WordPress has its uses, but Tumblr has major advantages that you can't get with a self-hosted site. The community is there and it's been well-nurtured. That's as good a reason as any to give it your attention.
I have never known a time where Wordpress was not way more bloated than Tumblr is now, and I've been using Wordpress for about 5 years. That being said, the comparison is only valid when comparing them as services - as far as I know, Tumblr is not available as a platform to use on your own server. (That sucks, because the Tumblr service is extremely unreliable.) As services, though, Tumblr is way more fun to write on.
>Putting aside the flack Tumblr has gotten for their downtime issues of late,
I love how the author just brushes this off like it's not a big deal. I've tried to use tumblr because everyone goes silly for it, but I wasn't able to even set up an account because the site was down. That's fine for something like twitter but if using tumblr as a publishing tool for my business, what am I supposed to do when it's down?
Tumblr? No thanks. I'll take a wordpress site on my own servers all day long. If I really want some other platform to simply publish on, posterous is drop dead simple and doesn't go down.
in an ideal codebase, such as might result from vertical-slice features being added iteratively plus thoughtfully designed features, feature groups and permissions, could a mature product like wordpress not present different levels of simplicity? "enable simple blogging only" v "enable full cms"

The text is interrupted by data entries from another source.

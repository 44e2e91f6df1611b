//! Writes the run's output artifact: the unified CSV table or a JSON list.

use std::fs::File;
use std::io::{BufWriter, Write};
use std::path::Path;

use serde::Serialize;
use thiserror::Error;

use crate::config::OutputFormat;
use crate::pipeline::batch_extraction::{unify, Batch, OutputTable};
use crate::pipeline::structuring::SpecimenRecord;

#[derive(Error, Debug)]
pub enum ExportError {
    #[error("CSV write error: {0}")]
    Csv(#[from] csv::Error),

    #[error("JSON write error: {0}")]
    Json(#[from] serde_json::Error),

    #[error("I/O error: {0}")]
    Io(#[from] std::io::Error),
}

/// One subject in the JSON output.
#[derive(Debug, Serialize)]
pub struct SubjectOutput<'a> {
    pub accession_number: &'a str,
    pub specimens: &'a [SpecimenRecord],
}

/// Write the batch to `path` in the requested format.
pub fn write_batch(batch: &Batch, path: &Path, format: OutputFormat) -> Result<(), ExportError> {
    if let Some(parent) = path.parent().filter(|p| !p.as_os_str().is_empty()) {
        std::fs::create_dir_all(parent)?;
    }
    let file = File::create(path)?;

    match format {
        OutputFormat::Csv => {
            let table = unify(batch);
            write_table(&table, file)?;
            tracing::info!(
                file = %path.display(),
                rows = table.rows.len(),
                columns = table.width(),
                "Wrote output table"
            );
        }
        OutputFormat::Json => {
            write_json(batch, BufWriter::new(file))?;
            tracing::info!(file = %path.display(), subjects = batch.len(), "Wrote output JSON");
        }
    }
    Ok(())
}

/// Header row, then one row per subject.
pub fn write_table<W: Write>(table: &OutputTable, writer: W) -> Result<(), ExportError> {
    let mut csv_writer = csv::Writer::from_writer(writer);
    csv_writer.write_record(&table.headers)?;
    for row in &table.rows {
        csv_writer.write_record(row)?;
    }
    csv_writer.flush()?;
    Ok(())
}

/// Pretty-printed list of `{accession_number, specimens}`.
pub fn write_json<W: Write>(batch: &Batch, mut writer: W) -> Result<(), ExportError> {
    let subjects: Vec<SubjectOutput<'_>> = batch
        .subjects
        .iter()
        .map(|resolved| SubjectOutput {
            accession_number: &resolved.subject.subject_id,
            specimens: &resolved.specimens,
        })
        .collect();
    serde_json::to_writer_pretty(&mut writer, &subjects)?;
    writer.write_all(b"\n")?;
    writer.flush()?;
    Ok(())
}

I have first hand experience with this and I think it is not only possible, but a reasonable goal for any well designed product. (the advantage of dynamic feature walls is already a huge win)
Wordpress, like Microsoft, are bound by the golden anchor of backwards-compatability. One of their big selling points -- the multitude of themes and plugins -- is also what prevents them from making any radical architectural improvements.
They're dumping PHP4 and MySQL4 support in WordPress 3.2. You're right, they have to consider support for existing themes and plugins, but they're not chained to the past.
They're going to start using PHP 5 features, but that won't remove the large amount of PHP 4 code they already have. Neither will it remove the vast body of plugins/themes from play, most of which are updated quite sporadically.
If there's anything that will cause internal architectural changes, it's the project's general focus on new features over any other goal.
I think it is, it's really easy to create a theme or port a static site over to make it dynamic. Half of tumblr's users are teen girls but they are geeks so they make lot's available for us geeks to use it to hack.
If only Tumblr would work well, I would love to switch, and move all my family to Tumblr, too. But somehow the fancy interface never works when I try it.
Microsoft sees Google being a search engine and sinks billions upon billions into failing to be one. Google sees Facebook being social and decides it needs to be social (an upcoming disaster). Facebook sees Twitter being real-time and decides it needs a real-time stream too (a bad idea they have since buried under the "most recent" link).
In the CMS world, we have Drupal for complicated content-management, Wordpress for full-featured blogs, and Tumblr for drop-dead-simple blogs. There is no reason one of these products should try to fill all three roles, and no practical way to do so (because it is, I posit, impossible to be both as simple as Tumblr and as configurable as Drupal).
Wordpress is great. It is the leader in its category. There's no need for it to try jumping into another category that would distract from its core competency.